**WHAT THIS TASK INVOLVES**
Reduce the material below to its lines containing "descriptor".

━━━ DATA FOR THIS EXERCISE

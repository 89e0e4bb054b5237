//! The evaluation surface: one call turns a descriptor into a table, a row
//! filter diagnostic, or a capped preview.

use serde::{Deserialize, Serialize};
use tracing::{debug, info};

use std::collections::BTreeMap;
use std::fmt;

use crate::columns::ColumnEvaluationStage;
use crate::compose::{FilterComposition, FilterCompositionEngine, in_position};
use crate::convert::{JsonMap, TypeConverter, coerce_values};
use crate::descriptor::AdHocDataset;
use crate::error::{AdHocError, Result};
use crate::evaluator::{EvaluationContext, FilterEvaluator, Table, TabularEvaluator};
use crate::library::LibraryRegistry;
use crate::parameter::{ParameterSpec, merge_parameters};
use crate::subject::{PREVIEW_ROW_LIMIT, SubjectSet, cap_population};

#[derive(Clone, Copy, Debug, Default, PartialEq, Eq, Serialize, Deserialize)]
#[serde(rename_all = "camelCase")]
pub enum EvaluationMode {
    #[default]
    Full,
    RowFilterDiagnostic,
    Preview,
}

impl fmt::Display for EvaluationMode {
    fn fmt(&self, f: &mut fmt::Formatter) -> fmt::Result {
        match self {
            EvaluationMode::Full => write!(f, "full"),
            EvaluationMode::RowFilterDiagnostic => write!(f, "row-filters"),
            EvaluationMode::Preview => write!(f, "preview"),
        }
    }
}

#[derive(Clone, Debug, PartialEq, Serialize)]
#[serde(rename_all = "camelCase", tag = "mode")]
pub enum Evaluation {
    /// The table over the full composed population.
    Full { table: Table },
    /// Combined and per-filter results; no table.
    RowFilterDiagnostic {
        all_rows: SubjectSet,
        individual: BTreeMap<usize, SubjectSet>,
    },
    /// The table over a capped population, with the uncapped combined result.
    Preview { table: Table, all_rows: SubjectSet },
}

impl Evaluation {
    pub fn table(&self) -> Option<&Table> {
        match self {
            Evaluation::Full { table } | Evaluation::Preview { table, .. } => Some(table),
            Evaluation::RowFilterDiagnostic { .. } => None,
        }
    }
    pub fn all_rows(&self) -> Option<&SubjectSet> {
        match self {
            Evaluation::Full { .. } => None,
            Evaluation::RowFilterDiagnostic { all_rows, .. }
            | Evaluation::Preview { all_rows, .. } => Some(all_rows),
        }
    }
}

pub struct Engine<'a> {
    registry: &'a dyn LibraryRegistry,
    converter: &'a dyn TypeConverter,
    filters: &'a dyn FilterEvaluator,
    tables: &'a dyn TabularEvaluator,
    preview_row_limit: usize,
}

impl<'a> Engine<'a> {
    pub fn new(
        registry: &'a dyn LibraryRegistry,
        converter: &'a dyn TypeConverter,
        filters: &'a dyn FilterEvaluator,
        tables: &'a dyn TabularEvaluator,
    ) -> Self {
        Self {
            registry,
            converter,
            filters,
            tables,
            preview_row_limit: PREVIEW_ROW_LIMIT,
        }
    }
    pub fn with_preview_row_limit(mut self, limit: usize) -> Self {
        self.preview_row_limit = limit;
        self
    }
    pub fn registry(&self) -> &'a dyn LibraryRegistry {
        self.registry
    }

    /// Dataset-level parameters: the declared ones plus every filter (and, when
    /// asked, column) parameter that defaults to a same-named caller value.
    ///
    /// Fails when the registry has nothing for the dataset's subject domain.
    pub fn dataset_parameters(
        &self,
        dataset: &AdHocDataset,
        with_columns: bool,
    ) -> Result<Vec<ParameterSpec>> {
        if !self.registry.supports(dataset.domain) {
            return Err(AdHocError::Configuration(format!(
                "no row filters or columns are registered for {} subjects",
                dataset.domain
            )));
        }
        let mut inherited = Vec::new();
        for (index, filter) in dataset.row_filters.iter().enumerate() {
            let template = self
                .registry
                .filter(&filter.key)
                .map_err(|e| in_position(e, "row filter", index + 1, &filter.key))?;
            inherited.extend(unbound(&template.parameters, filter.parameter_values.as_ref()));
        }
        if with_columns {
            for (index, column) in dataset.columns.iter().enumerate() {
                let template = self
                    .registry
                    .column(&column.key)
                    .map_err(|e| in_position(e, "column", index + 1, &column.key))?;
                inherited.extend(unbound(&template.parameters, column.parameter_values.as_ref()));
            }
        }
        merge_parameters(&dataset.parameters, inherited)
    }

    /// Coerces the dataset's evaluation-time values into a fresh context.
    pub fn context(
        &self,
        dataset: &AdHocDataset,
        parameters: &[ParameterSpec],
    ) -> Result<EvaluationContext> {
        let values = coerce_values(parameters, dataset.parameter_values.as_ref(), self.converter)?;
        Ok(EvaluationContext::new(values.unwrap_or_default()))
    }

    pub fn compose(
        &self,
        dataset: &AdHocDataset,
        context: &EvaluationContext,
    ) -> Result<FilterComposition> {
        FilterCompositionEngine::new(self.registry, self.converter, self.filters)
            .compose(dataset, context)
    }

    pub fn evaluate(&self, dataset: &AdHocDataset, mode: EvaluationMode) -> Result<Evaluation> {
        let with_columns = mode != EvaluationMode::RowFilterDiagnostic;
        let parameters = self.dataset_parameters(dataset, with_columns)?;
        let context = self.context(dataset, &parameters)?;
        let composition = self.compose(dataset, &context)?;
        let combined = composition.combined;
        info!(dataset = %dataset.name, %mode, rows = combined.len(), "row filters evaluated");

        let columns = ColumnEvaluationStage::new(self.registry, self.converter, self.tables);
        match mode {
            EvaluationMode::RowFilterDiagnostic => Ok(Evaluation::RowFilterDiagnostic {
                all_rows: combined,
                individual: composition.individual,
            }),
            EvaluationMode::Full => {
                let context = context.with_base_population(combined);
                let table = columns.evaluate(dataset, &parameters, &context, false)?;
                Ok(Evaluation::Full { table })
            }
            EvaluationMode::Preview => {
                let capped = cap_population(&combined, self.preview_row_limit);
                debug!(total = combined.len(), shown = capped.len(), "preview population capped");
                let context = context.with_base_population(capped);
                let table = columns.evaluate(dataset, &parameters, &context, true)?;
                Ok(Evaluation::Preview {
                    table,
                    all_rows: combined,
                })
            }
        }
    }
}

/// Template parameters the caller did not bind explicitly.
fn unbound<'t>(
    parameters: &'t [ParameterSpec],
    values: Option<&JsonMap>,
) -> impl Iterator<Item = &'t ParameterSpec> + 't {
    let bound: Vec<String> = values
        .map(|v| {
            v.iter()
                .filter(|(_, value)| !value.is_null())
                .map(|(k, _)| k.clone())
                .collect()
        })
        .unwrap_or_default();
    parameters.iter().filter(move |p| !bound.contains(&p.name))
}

━━━━━━

**YOUR SOLUTION**
//! The evaluation surface: one call turns a descriptor into a table, a row
use crate::descriptor::AdHocDataset;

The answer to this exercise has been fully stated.